Brinker International, Inc.
EAT Mid CapConsumer Cyclical · Restaurants
Updated: Jun 14, 2026, 22:19 UTC
Price Chart
Key Metrics
Valuation Analysis
About the Company
Brinker International, Inc., together with its subsidiaries, owns, develops, operates, and franchises casual dining restaurants in the United States and internationally. It operates and franchises Chili's Grill & Bar and Maggiano's Little Italy restaurant brands. The company was founded in 1975 and is headquartered in Dallas, Texas.
Brinker International, Inc. Stock at a Glance
Brinker International, Inc. (EAT) is currently trading at $159.32 with a market capitalization of $6.8B. The trailing P/E ratio stands at 15.53x, with a forward P/E of 12.77x. The 52-week range spans from $100.30 to $187.12; the current price is 14.9% below the yearly high. Year-over-year revenue growth stands at +3.2%. The net profit margin stands at 8.07%.
💰 Dividend
Brinker International, Inc. currently does not pay a dividend. The company typically reinvests its earnings into growth initiatives and product development.
📊 Analyst Rating
20 analysts rate Brinker International, Inc. (EAT) on consensus: Buy. The average price target is $184.90, implying +16.06% from the current price. Analyst price targets range from $160.00 to $210.00.

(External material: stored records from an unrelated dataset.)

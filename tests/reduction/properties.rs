//! The universal properties every operator and admissible shape must satisfy.

use gpureduce::{reduce_argmax, reduce_max, reduce_maxandargmax, reduce_prod, reduce_sum};

use crate::pcg::Pcg32;
use crate::support::{contiguous_strides, tensor};
use gpureduce::{Context, TensorDesc};

#[test]
fn test_shape_law_reduced_axes_removed_from_dst_shape() {
    let ctx = Context::try_default().unwrap();
    let data: Vec<f32> = (0..60).map(|i| i as f32).collect();
    let src = tensor(&ctx, &[3, 4, 5], &data);
    let dst_buf = ctx.create_buffer::<f32>(20).unwrap();
    let dst = TensorDesc::new(dst_buf, &[4, 5]).unwrap();

    reduce_sum(&ctx, &dst, &src, &[0]).unwrap();
    ctx.poll().unwrap();

    assert_eq!(dst.shape(), &[4, 5]);
}

#[test]
fn test_identity_law_zero_length_fibre_yields_op_identity() {
    let ctx = Context::try_default().unwrap();

    let sum_src = TensorDesc::new(ctx.create_buffer::<f32>(0).unwrap(), &[3, 0]).unwrap();
    let sum_dst = tensor(&ctx, &[3], &[-1.0f32; 3]);
    reduce_sum(&ctx, &sum_dst, &sum_src, &[1]).unwrap();
    ctx.poll().unwrap();
    for v in ctx.read_buffer(sum_dst.buffer()).unwrap() {
        assert!((v - 0.0).abs() < 1e-6);
    }

    let prod_src = TensorDesc::new(ctx.create_buffer::<f32>(0).unwrap(), &[3, 0]).unwrap();
    let prod_dst = tensor(&ctx, &[3], &[-1.0f32; 3]);
    reduce_prod(&ctx, &prod_dst, &prod_src, &[1]).unwrap();
    ctx.poll().unwrap();
    for v in ctx.read_buffer(prod_dst.buffer()).unwrap() {
        assert!((v - 1.0).abs() < 1e-6);
    }
}

#[test]
fn test_all_axes_law_matches_naive_fold() {
    let ctx = Context::try_default().unwrap();
    let mut rng = Pcg32::new(1);
    let data: Vec<f32> = (0..400).map(|_| rng.rand01()).collect();
    let expected: f32 = data.iter().sum();

    let src = tensor(&ctx, &[20, 20], &data);
    let dst_buf = ctx.create_buffer::<f32>(1).unwrap();
    let dst = TensorDesc::new(dst_buf, &[]).unwrap();

    reduce_sum(&ctx, &dst, &src, &[0, 1]).unwrap();
    ctx.poll().unwrap();

    let result = ctx.read_buffer(dst.buffer()).unwrap()[0];
    assert!((result - expected).abs() < 1e-2, "{result} vs {expected}");
}

#[test]
fn test_permutation_invariance_matches_per_cell_reference() {
    // shape [4, 6, 5], reduce axis 1: each dst[i, k] must equal the
    // independently-computed sum over j of src[i, j, k], regardless of how
    // the planner internally reorders the free axes (0, 2) for locality.
    let ctx = Context::try_default().unwrap();
    let mut rng = Pcg32::new(1);
    let shape = [4usize, 6, 5];
    let data: Vec<f32> = (0..120).map(|_| rng.rand01()).collect();
    let strides = contiguous_strides(&shape);

    let src = tensor(&ctx, &shape, &data);
    let dst_buf = ctx.create_buffer::<f32>(20).unwrap();
    let dst = TensorDesc::new(dst_buf, &[4, 5]).unwrap();

    reduce_sum(&ctx, &dst, &src, &[1]).unwrap();
    ctx.poll().unwrap();
    let result = ctx.read_buffer(dst.buffer()).unwrap();

    for i in 0..4 {
        for k in 0..5 {
            let expected: f32 = (0..6)
                .map(|j| data[(i as isize * strides[0] + j as isize * strides[1] + k as isize * strides[2]) as usize])
                .sum();
            let got = result[i * 5 + k];
            assert!((got - expected).abs() < 1e-4, "[{i},{k}]: {got} vs {expected}");
        }
    }
}

#[test]
fn test_argmax_sensitivity_reversing_axes_transposes_index() {
    let ctx = Context::try_default().unwrap();
    let mut rng = Pcg32::new(1);
    let shape = [6usize, 7];
    let data: Vec<f32> = (0..42).map(|_| rng.rand01()).collect();
    let src = tensor(&ctx, &shape, &data);

    let idx_forward = TensorDesc::new(ctx.create_buffer::<u32>(1).unwrap(), &[]).unwrap();
    reduce_argmax(&ctx, &idx_forward, &src, &[0, 1]).unwrap();
    ctx.poll().unwrap();
    let k0 = ctx.read_buffer(idx_forward.buffer()).unwrap()[0];

    let idx_reversed = TensorDesc::new(ctx.create_buffer::<u32>(1).unwrap(), &[]).unwrap();
    reduce_argmax(&ctx, &idx_reversed, &src, &[1, 0]).unwrap();
    ctx.poll().unwrap();
    let k1 = ctx.read_buffer(idx_reversed.buffer()).unwrap()[0];

    let (i, j) = ((k0 / 7), (k0 % 7));
    assert_eq!(k1, j * 6 + i);
}

#[test]
fn test_value_index_agreement_maxandargmax() {
    let ctx = Context::try_default().unwrap();
    let mut rng = Pcg32::new(1);
    let shape = [9usize, 11];
    let data: Vec<f32> = (0..99).map(|_| rng.rand01()).collect();
    let src = tensor(&ctx, &shape, &data);

    let dst = TensorDesc::new(ctx.create_buffer::<f32>(1).unwrap(), &[]).unwrap();
    let dst_idx = TensorDesc::new(ctx.create_buffer::<u32>(1).unwrap(), &[]).unwrap();
    reduce_maxandargmax(&ctx, &dst, &dst_idx, &src, &[0, 1]).unwrap();
    ctx.poll().unwrap();

    let value = ctx.read_buffer(dst.buffer()).unwrap()[0];
    let index = ctx.read_buffer(dst_idx.buffer()).unwrap()[0] as usize;
    assert!((data[index] - value).abs() < 1e-6);
}

#[test]
fn test_determinism_identical_inputs_identical_outputs() {
    let ctx = Context::try_default().unwrap();
    let mut rng = Pcg32::new(1);
    let data: Vec<f32> = (0..64).map(|_| rng.rand01()).collect();

    let run = || {
        let src = tensor(&ctx, &[8, 8], &data);
        let dst = TensorDesc::new(ctx.create_buffer::<f32>(1).unwrap(), &[]).unwrap();
        let dst_idx = TensorDesc::new(ctx.create_buffer::<u32>(1).unwrap(), &[]).unwrap();
        reduce_maxandargmax(&ctx, &dst, &dst_idx, &src, &[0, 1]).unwrap();
        ctx.poll().unwrap();
        (
            ctx.read_buffer(dst.buffer()).unwrap()[0],
            ctx.read_buffer(dst_idx.buffer()).unwrap()[0],
        )
    };

    let first = run();
    let second = run();
    assert_eq!(first, second);

    // Also cover the plain extremum op, for good measure.
    let src = tensor(&ctx, &[8, 8], &data);
    let a = TensorDesc::new(ctx.create_buffer::<f32>(1).unwrap(), &[]).unwrap();
    let b = TensorDesc::new(ctx.create_buffer::<f32>(1).unwrap(), &[]).unwrap();
    reduce_max(&ctx, &a, &src, &[0, 1]).unwrap();
    reduce_max(&ctx, &b, &src, &[0, 1]).unwrap();
    ctx.poll().unwrap();
    assert_eq!(
        ctx.read_buffer(a.buffer()).unwrap(),
        ctx.read_buffer(b.buffer()).unwrap()
    );
}
//! Typed GPU buffer for element data.

use core::marker::PhantomData;

use alloc::format;

use crate::Element;

/// Typed GPU buffer for element storage.
///
/// The buffer physically holds `T::Native` values; `len` counts logical
/// elements of `T`, which coincides with the native element count for every
/// implementor of [`Element`] in this crate.
#[derive(Clone)]
pub struct Buffer<T: Element> {
    inner: wgpu::Buffer,
    len: usize,
    _marker: PhantomData<T>,
}

impl<T: Element> Buffer<T> {
    /// Creates a new buffer wrapper around an already-sized `wgpu::Buffer`.
    pub(crate) fn new(buffer: wgpu::Buffer, len: usize) -> Self {
        Self {
            inner: buffer,
            len,
            _marker: PhantomData,
        }
    }

    /// Returns the buffer size in bytes.
    pub(crate) fn byte_size(&self) -> u64 {
        self.inner.size()
    }

    /// Returns the number of elements.
    pub(crate) fn len(&self) -> usize {
        self.len
    }

    /// Returns `true` if empty.
    pub(crate) fn is_empty(&self) -> bool {
        self.len == 0
    }

    /// Returns the underlying wgpu buffer.
    pub(crate) fn inner(&self) -> &wgpu::Buffer {
        &self.inner
    }
}

impl<T: Element> core::fmt::Debug for Buffer<T> {
    fn fmt(&self, f: &mut core::fmt::Formatter<'_>) -> core::fmt::Result {
        f.debug_struct(&format!("Buffer<{}>", T::wgsl_type()))
            .field("byte_size", &self.inner.size())
            .field("len", &self.len)
            .finish_non_exhaustive()
    }
}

Brinker International, Inc.: The Investment Case in Detail
Brinker International, Inc. (EAT) operates in the Consumer Cyclical — specifically Restaurants — and is headquartered in United States. Below is a structured read of the investment case built directly from the latest fundamentals, valuation multiples, analyst positioning and smart-money flows. Each section translates raw numbers into the investment logic they imply, so you can decide whether the risk/reward fits your portfolio.
The Bull Case
Return on equity of 139.22% places management among the most capital-efficient operators in the public market — every euro of shareholder capital is working hard. Wall Street consensus sits at Buy with an average price target implying roughly 16.06% upside from current levels — analyst sentiment is firmly constructive. Our valuation screen flags the stock as undervalued relative to its fundamentals — multiples are running below where the cash flow profile would normally justify.
The Bear Case
Revenue growth has slowed to just 3.2%, which is below nominal GDP — the business is no longer outgrowing the broader economy. The debt-to-equity ratio of 430.54% is elevated, meaning the company relies heavily on creditors — refinancing terms will become more important than operational performance in the next economic downturn. Short interest sits at 18.86% of float — a meaningful contingent of professionals is positioned for the share to fall, which deserves attention even if their thesis may turn out to be wrong.
Valuation in Context
With a PEG ratio of 0.89, the price-to-earnings multiple is actually below the company's growth rate — classic value-meets-growth territory that Peter Lynch would have called a 'GARP' opportunity.
What to Watch Next
- The forward P/E of 12.77x is meaningfully below the trailing 15.53x — analysts expect earnings to step up; the next earnings release is the test.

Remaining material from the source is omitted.